2. Results and Discussion

2.1. Chemistry

The main goal of the work was to selectively convert palmitoyl chloride through the direct acylation process (Scheme 1) to the palmitoylated thymidine (1). Different aliphatic or aromatic acylating agents have been used to synthesize many chemicals from palmitoylation, and the probable mechanism is illustrated in Figure 2. The selective acylation of a particular hydroxyl group greatly affects nucleoside chemistry. The resulting acylation products could be useful building blocks for the synthesis of new chemical medicines that are more compatible with biological systems [42]. Furthermore, the acyl derivatives illustrated herein could serve as various components involved in the synthesis of numerous other important nucleoside compounds.

2.2. Characterization

Our first aim was to obtain thymidine (1) to react with a 1:1 molar ratio of palmitoyl chloride in anhydrous pyridine at low temperatures. The palmitoyl derivative (2) was subjected to silica gel chromatography, resulting in high yields. In the FTIR spectrum (Figure S1) of compound 2, the band at 3406–3501 cm−1 was attributed to -OH stretching, whereas the band at 1702 cm−1 was assigned to -CO (Figure S1). The 1H-NMR spectra (Figure S2) revealed a two-proton multiplet at δ 2.32 and δ 1.68, a twenty-six-proton multiplet at δ 1.29, and a three-proton triplet at δ 0.90. This confirmed that the compound had one palmitoyl group.

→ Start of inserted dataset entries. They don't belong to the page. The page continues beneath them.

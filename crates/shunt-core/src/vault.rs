//! Flat JSON secret store.
//!
//! A single file of string pairs; the whole map is injected into every
//! supervised child's environment. A missing file reads as an empty map so
//! a fresh install works before any secret is set.

use std::collections::BTreeMap;
use std::fs;
use std::path::{Path, PathBuf};

use anyhow::Context;
use tracing::debug;

#[derive(Debug, Clone)]
pub struct Vault {
    path: PathBuf,
}

impl Vault {
    pub fn new(path: impl Into<PathBuf>) -> Self {
        Self { path: path.into() }
    }

    pub fn path(&self) -> &Path {
        &self.path
    }

    pub fn to_map(&self) -> anyhow::Result<BTreeMap<String, String>> {
        let raw = match fs::read_to_string(&self.path) {
            Ok(raw) => raw,
            Err(err) if err.kind() == std::io::ErrorKind::NotFound => {
                debug!("vault file {} not found, empty map", self.path.display());
                return Ok(BTreeMap::new());
            }
            Err(err) => {
                return Err(err)
                    .with_context(|| format!("reading vault {}", self.path.display()))
            }
        };
        serde_json::from_str(&raw)
            .with_context(|| format!("vault {} is not a JSON string map", self.path.display()))
    }

    pub fn get(&self, key: &str) -> anyhow::Result<Option<String>> {
        Ok(self.to_map()?.remove(key))
    }

    pub fn set(&self, key: &str, value: &str) -> anyhow::Result<()> {
        let mut map = self.to_map()?;
        map.insert(key.to_string(), value.to_string());
        self.write(&map)
    }

    pub fn delete(&self, key: &str) -> anyhow::Result<bool> {
        let mut map = self.to_map()?;
        let removed = map.remove(key).is_some();
        if removed {
            self.write(&map)?;
        }
        Ok(removed)
    }

    /// Render as environment pairs for a child process.
    pub fn to_env(&self) -> anyhow::Result<Vec<(String, String)>> {
        Ok(self.to_map()?.into_iter().collect())
    }

    fn write(&self, map: &BTreeMap<String, String>) -> anyhow::Result<()> {
        if let Some(parent) = self.path.parent() {
            fs::create_dir_all(parent)?;
        }
        let raw = serde_json::to_string_pretty(map)?;
        fs::write(&self.path, raw)
            .with_context(|| format!("writing vault {}", self.path.display()))
    }
}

To introduce the 5′-position palmitoyl group, the downfield shift of C-5′ was adjusted to δ 5.0 and 4.92 from its normal δ value (~4.0) [43]. The attachment of the palmitoyl group to the main hydroxyl group of the ribose moiety at the 5′-position, which is the most reactive and least sterically hindered, contributes to the formation of compound 2. The molecular ion peak at m/z [M + 1]+ 481.60 indicates the chemical formula C25H44O5N2CO. The structure of the compound, 5′-O-(palmitoyl)thymidine (2), is consistent with the results of a comprehensive examination of its FTIR, 1H-NMR, 13C-NMR, mass, and other properties (Figure S7) [44].
Direct pivaloylation of the palmitoyl derivative (2) resulted, and the pivaloyl derivative (3) was obtained as a needle. Owing to carbonyl stretching, the FTIR spectrum of this chemical (3) is shown in Figure S1, with an absorption band at 1685 cm−1. The 1H-NMR spectrum (Figure S3) shows a nine-proton singlet at δ 1.32, which is attributable to the methyl protons of the pivaloyl group and indicates that a pivaloyl group has been added to the molecule. Deshielding of C-3′ protons to δ 5.68 (as m) from precursor compound 2 values (δ 4.30) suggested the insertion of a single pivaloyl group at position 3. This compound’s structure was identified as 3′-O-pivaloyl-5′-O-(palmitoyl)thymidine (3) by analyzing all the spectra (Figure S8).
We then treated compound 2 with two fatty acid halides, lauroyl chloride and myristoyl chloride, in anhydrous pyridine at −5 °C, and performed chromatographic purification; we obtained the 3′-O-lauroyl derivative (4) and 3′-O-myristoyl derivative (5), respectively. The FTIR spectra (Figure S1) of both compounds exhibited absorption bands corresponding to -CO stretching at 1725 cm−1 and 1711 cm−1. The 1H-NMR spectrum (Figure S4) of 4 exhibited the following peaks: a two-proton multiplet at δ 2.35 and δ 1.64, a sixteen-proton multiplet at δ 1.29, and a three-proton multiplet at δ 0.91, thereby suggesting the introduction of one lauroyl group in compound 4. The results of the complete analysis of the FTIR, 1H-NMR, 13C-NMR (Figure S9), and mass spectra were consistent with the structure of the compound, which was assigned as 3′-O-lauroyl-5′-O-(palmitoyl)thymidine (4). Similarly, the structure of compound 193 was ascertained by analyses of its spectral data and assigned as 3′-O-myristoyl-5′-O-(palmitoyl)thymidine (5) (Figures S5 and S10).
Finally, compound 2 was treated with 4-t-butylbenzoyl chloride via the same procedure, and the resulting 4-t-butylbenzoyl derivative (6) was obtained. In its 1H-NMR spectrum (Figure S6), two two-proton multiplets at δ 8.05 (Ar-H) and δ 7.51 (Ar-H) and one singlet at δ 1.37 (9H, s, (CH3)3C-) corresponded to the presence of a 4-t-butylbenzoyl group in the molecule. The rest of the spectrum was consistent with the structure of the compound assigned as 3′-O-(4-t-butylbenzoyl)-5′-O-(palmitoyl)thymidine (6) (Figure S11). These derivatives of the isolated compounds were synthesized through the use of a wide range of rarely used acylating agents to facilitate structural elucidation and provide new synthetically important compounds.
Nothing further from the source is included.